I moved to the UK from the US last November on a Spouse Visa. I arrived with a small amount of money I had saved (less than $10,000) and was able to open a UK bank account. I am currently unemployed, having only just received my National Insurance number a few days ago. My husband and I are stable enough financially to where I am currently taking my time searching for a job in a new field. 

Prior to moving I had been working in retail full time over the past 3 years, earning very little, and filing my taxes myself. Currently I have a very close, trusted family friend who is an account who will be helping me file this year while I am abroad based on last years earnings. 

My main questions are: do I need to file income tax from the UK this April even though I haven't held a job in the UK yet? Does the fact that I opened a UK bank account in December 2016 effect this at all? 

Also, if I do secure a job before April, all of that will count towards next years income tax, correct?

Apologies if these are ridiculously simple questions - just want to make sure I have clear idea going forward so I don't make any mistakes!


----------



## iota2014 (Jul 30, 2015)

amandbd said:


> My main questions are: do I need to file income tax from the UK this April even though I haven't held a job in the UK yet? Does the fact that I opened a UK bank account in December 2016 effect this at all?
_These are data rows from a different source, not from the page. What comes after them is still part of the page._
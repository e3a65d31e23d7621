//! Stamp, reserve and sign a PDF in one incremental update.

use super::byterange::{ByteRange, ContentsPlaceholder, BYTE_RANGE_WIDTH, DEFAULT_SIGNATURE_CAPACITY};
use crate::document::PdfDocument;
use crate::error::{Error, Result};
use crate::object::Object;
use crate::stamp::{apply_stamp, PdfStampOptions, StampedField};
use crate::writer::{IncrementalWriter, ObjectSerializer};
use chrono::{DateTime, Utc};
use std::ops::Range;

/// Result of a signed PDF.
#[derive(Debug, Clone, PartialEq, Eq)]
pub struct PdfSignOutput {
    /// Signed file: the input bytes followed by one incremental update
    pub pdf: Vec<u8>,
    /// Protocol number printed on the stamp
    pub protocol: String,
    /// Signature type label
    pub signature_type: String,
    /// Authentication label
    pub authentication: String,
    /// The CMS signature as a separate file, when asked for
    pub p7s: Option<Vec<u8>>,
}

/// Builds signed PDFs.
#[derive(Debug, Clone, Copy)]
pub struct PdfSigningPipeline {
    placeholder: ContentsPlaceholder,
}

impl Default for PdfSigningPipeline {
    fn default() -> Self {
        Self::new()
    }
}

impl PdfSigningPipeline {
    /// Pipeline reserving [`DEFAULT_SIGNATURE_CAPACITY`] bytes.
    pub fn new() -> Self {
        Self::with_capacity(DEFAULT_SIGNATURE_CAPACITY)
    }

    /// Pipeline reserving `capacity` bytes of DER for the signature.
    pub fn with_capacity(capacity: usize) -> Self {
        Self {
            placeholder: ContentsPlaceholder::new(capacity),
        }
    }

    /// Bytes of DER the placeholder holds.
    pub fn capacity(&self) -> usize {
        self.placeholder.capacity()
    }

    /// Parse `pdf`, stamp it and append the unsigned signature update.
    ///
    /// The returned [`PreparedPdf`] knows exactly which bytes to sign.
    pub fn prepare(&self, pdf: Vec<u8>, options: &PdfStampOptions) -> Result<PreparedPdf> {
        if self.placeholder.is_empty() {
            return Err(Error::InvalidRequest("signature capacity must be positive".to_string()));
        }
        let options = options.clone().resolved();
        options.validate()?;
        let mut doc = PdfDocument::parse(pdf).map_err(Error::into_document_error)?;

        let mut writer = IncrementalWriter::new(&doc);
        let signature = writer.allocate();
        let field = apply_stamp(&mut doc, &mut writer, &options, signature).map_err(Error::into_document_error)?;
        let (body, layout) = self.signature_dictionary(&options)?;
        writer.set_raw(signature, body);

        let output = writer.write(doc.data())?;
        let base = *output
            .body_offsets
            .get(&signature.id)
            .ok_or_else(|| Error::Crypto("signature object was not written".to_string()))?;
        let mut data = output.data;

        let contents_offset = base + layout.contents.start;
        let byte_range = ByteRange::around(data.len(), contents_offset..base + layout.contents.end);
        let slot = base + layout.byte_range.start..base + layout.byte_range.end;
        data[slot].copy_from_slice(&byte_range.to_padded()?);

        log::debug!(
            "prepared {} with field {} (ByteRange {:?})",
            options.protocol(),
            field.field_name,
            byte_range.0
        );
        Ok(PreparedPdf {
            data,
            byte_range,
            contents_offset,
            placeholder: self.placeholder,
            options,
            field,
        })
    }

    /// Raw body of the signature dictionary and where its placeholders sit.
    fn signature_dictionary(&self, options: &PdfStampOptions) -> Result<(Vec<u8>, SignatureLayout)> {
        let serializer = ObjectSerializer::new();
        let mut body = b"<< /Type /Sig /Filter /Adobe.PPKLite /SubFilter /adbe.pkcs7.detached /ByteRange ".to_vec();
        let start = body.len();
        body.extend_from_slice(&ByteRange([0; 4]).to_padded()?);
        let byte_range = start..start + BYTE_RANGE_WIDTH;

        body.extend_from_slice(b" /Contents ");
        let start = body.len();
        body.extend_from_slice(&self.placeholder.bytes());
        let contents = start..body.len();

        let signed_at = options.signed_at.unwrap_or_else(Utc::now);
        body.extend_from_slice(b" /M ");
        serializer.write_object(&mut body, &Object::String(pdf_date(signed_at).into_bytes()));
        let texts = [
            ("Name", &options.signer_name),
            ("Reason", &options.reason),
            ("Location", &options.location),
        ];
        for (key, value) in texts {
            if let Some(value) = value {
                body.extend_from_slice(format!(" /{} ", key).as_bytes());
                serializer.write_object(&mut body, &Object::text(value));
            }
        }
        body.extend_from_slice(b" >>");
        Ok((body, SignatureLayout { byte_range, contents }))
    }
}

struct SignatureLayout {
    byte_range: Range<usize>,
    contents: Range<usize>,
}

/// `D:YYYYMMDDHHmmSS+00'00'`
fn pdf_date(at: DateTime<Utc>) -> String {
    format!("D:{}+00'00'", at.format("%Y%m%d%H%M%S"))
}

/// A stamped document with an empty signature placeholder.
///
/// Signing can be retried with [`finish`](Self::finish) any number of
/// times; the prepared bytes never change.
#[derive(Debug, Clone)]
pub struct PreparedPdf {
    data: Vec<u8>,
    byte_range: ByteRange,
    contents_offset: usize,
    placeholder: ContentsPlaceholder,
    options: PdfStampOptions,
    field: StampedField,
}

impl PreparedPdf {
    /// The bytes the signature must cover.
    pub fn signed_bytes(&self) -> Result<Vec<u8>> {
        self.byte_range.signed_bytes(&self.data)
    }

    /// The ByteRange written into the signature dictionary.
    pub fn byte_range(&self) -> ByteRange {
        self.byte_range
    }

    /// The whole prepared file, placeholder still zero.
    pub fn data(&self) -> &[u8] {
        &self.data
    }

    /// Where the field was placed.
    pub fn field(&self) -> &StampedField {
        &self.field
    }

    /// Stamp options with every default filled in.
    pub fn options(&self) -> &PdfStampOptions {
        &self.options
    }

    /// Protocol number on the stamp.
    pub fn protocol(&self) -> &str {
        self.options.protocol()
    }

    /// Signature type label.
    pub fn signature_type(&self) -> &str {
        self.options.signature_type()
    }

    /// Authentication label.
    pub fn authentication(&self) -> &str {
        self.options.authentication()
    }

    /// Write `cms_der` into the placeholder.
    pub fn finish(&self, cms_der: &[u8], include_p7s: bool) -> Result<PdfSignOutput> {
        let mut pdf = self.data.clone();
        self.placeholder.fill(&mut pdf, self.contents_offset, cms_der)?;
        Ok(PdfSignOutput {
            pdf,
            protocol: self.protocol().to_string(),
            signature_type: self.signature_type().to_string(),
            authentication: self.authentication().to_string(),
            p7s: include_p7s.then(|| cms_der.to_vec()),
        })
    }
}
Most UK employees never need to file a self-assesment tax return because tax and N.I. is withheld at source. If you become self-employed or receive foreign income, you may need to file. There's a tool at https://www.gov.uk/check-if-you-need-a-tax-return where you can check.

Interest on savings is also withheld at source, by default, if it's over the threshold (about £1000). You should get a statement from your bank in April.



> Also, if I do secure a job before April, all of that will count towards next years income tax, correct?


If you start work as an employee (getting paid through the employer's PAYE system), tax will be withheld automatically but you may need to contact HMRC to make sure your Tax Code is correct. Your Tax Code determines how much tax is withheld. Starting work mid-year often means tax gets somewhat over-deducted at first - if so, you'll need to get the Tax Code adjusted and receive a refund.


----------



## Bevdeforges (Nov 16, 2007)

As far as the US taxes go, you basically just file them the same way you've been doing. The tricky thing in your case is that the US is on a calendar year basis, while the UK has a tax year that runs April to April.

If you should find a job before April, you just accumulate your pay statements until the end of the 2017 calendar year for US tax filing purposes, add them up, and that's your 2017 salary income for US tax purposes. (UK taxes are a bit easier with that PAYE system.) You will still have to file US taxes, but for salary from a job, chances are you can simply take the Foreign Earned Income Exclusion (form 2555) and you won't pay US tax on your salary earnings. 
Cheers,
Bev


----------